EXERCISE PROMPT:
Read through the entries below and return each line with the word "ScanDiagnostic".
/---
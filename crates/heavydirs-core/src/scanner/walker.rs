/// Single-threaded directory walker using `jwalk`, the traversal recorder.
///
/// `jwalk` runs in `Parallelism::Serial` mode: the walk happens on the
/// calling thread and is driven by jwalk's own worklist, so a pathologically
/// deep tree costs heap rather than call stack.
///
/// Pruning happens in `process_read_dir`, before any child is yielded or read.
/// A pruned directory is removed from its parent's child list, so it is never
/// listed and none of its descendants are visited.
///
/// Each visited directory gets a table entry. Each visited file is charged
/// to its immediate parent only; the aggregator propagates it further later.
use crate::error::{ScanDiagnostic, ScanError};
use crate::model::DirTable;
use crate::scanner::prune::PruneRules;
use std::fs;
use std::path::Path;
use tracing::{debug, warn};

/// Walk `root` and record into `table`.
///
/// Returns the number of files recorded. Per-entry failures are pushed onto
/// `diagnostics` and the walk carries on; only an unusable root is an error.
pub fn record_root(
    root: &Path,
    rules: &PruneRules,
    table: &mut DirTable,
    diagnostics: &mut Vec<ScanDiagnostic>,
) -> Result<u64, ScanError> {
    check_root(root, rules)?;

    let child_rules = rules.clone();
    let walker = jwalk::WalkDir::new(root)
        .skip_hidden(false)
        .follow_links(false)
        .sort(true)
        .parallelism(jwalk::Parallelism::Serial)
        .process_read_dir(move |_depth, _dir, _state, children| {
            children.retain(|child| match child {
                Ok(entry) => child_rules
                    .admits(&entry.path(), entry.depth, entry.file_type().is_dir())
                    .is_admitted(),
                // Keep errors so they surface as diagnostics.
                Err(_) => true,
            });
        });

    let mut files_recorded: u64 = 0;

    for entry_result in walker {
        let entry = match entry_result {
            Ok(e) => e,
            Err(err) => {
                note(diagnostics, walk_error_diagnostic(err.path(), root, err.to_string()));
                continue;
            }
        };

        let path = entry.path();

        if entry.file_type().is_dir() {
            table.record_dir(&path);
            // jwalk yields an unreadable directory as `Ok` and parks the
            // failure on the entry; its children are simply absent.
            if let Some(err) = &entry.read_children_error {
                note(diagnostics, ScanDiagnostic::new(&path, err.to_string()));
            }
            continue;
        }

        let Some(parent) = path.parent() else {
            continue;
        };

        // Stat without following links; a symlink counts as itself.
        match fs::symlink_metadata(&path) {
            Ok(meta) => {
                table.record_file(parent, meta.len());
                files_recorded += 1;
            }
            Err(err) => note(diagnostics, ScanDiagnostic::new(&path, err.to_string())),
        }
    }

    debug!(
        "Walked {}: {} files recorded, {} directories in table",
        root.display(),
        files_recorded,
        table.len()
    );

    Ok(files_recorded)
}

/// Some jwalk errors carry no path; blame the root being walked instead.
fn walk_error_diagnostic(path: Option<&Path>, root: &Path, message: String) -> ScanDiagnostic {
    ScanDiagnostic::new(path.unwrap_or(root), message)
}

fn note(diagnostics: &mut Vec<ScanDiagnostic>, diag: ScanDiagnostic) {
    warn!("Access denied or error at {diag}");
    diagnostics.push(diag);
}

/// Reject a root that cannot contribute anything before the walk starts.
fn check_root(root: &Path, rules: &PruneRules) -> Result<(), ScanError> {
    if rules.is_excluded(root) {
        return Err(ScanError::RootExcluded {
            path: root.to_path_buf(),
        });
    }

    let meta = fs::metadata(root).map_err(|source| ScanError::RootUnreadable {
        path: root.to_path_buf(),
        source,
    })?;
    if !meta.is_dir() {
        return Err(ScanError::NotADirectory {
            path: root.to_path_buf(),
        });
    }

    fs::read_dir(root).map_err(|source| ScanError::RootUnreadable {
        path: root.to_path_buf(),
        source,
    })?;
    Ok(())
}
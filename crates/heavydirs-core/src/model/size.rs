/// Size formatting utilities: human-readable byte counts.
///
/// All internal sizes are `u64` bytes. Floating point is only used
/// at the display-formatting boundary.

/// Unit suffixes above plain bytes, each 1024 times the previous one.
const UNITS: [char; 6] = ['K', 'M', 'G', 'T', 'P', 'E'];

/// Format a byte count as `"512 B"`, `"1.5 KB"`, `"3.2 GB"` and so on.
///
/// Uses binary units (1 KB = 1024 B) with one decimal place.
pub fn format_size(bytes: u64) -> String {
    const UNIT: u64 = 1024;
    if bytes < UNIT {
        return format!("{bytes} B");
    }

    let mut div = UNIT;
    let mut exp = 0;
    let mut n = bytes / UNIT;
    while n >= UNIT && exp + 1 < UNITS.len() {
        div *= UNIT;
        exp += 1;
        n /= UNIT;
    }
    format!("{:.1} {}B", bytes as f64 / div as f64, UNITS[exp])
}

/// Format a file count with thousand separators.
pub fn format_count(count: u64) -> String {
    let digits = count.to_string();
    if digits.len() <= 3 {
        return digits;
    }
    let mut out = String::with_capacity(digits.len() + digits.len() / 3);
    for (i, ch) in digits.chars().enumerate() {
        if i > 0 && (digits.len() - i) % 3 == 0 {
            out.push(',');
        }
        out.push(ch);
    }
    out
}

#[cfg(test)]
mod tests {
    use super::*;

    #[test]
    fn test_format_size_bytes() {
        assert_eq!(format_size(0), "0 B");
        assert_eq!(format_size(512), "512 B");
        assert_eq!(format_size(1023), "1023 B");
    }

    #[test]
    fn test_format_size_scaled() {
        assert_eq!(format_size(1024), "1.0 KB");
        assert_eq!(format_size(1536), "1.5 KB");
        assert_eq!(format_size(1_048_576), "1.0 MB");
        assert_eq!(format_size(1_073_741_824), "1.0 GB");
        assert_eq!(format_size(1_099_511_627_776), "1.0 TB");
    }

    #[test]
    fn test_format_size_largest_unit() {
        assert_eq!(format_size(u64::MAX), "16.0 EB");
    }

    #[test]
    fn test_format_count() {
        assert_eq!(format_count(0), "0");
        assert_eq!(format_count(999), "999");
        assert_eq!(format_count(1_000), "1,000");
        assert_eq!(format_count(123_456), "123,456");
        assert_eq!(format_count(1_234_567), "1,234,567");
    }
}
\---
ANSWER SECTION:
use crate::error::{ScanDiagnostic, ScanError};
    diagnostics: &mut Vec<ScanDiagnostic>,
                note(diagnostics, ScanDiagnostic::new(&path, err.to_string()));
            Err(err) => note(diagnostics, ScanDiagnostic::new(&path, err.to_string())),
fn walk_error_diagnostic(path: Option<&Path>, root: &Path, message: String) -> ScanDiagnostic {
    ScanDiagnostic::new(path.unwrap_or(root), message)
fn note(diagnostics: &mut Vec<ScanDiagnostic>, diag: ScanDiagnostic) {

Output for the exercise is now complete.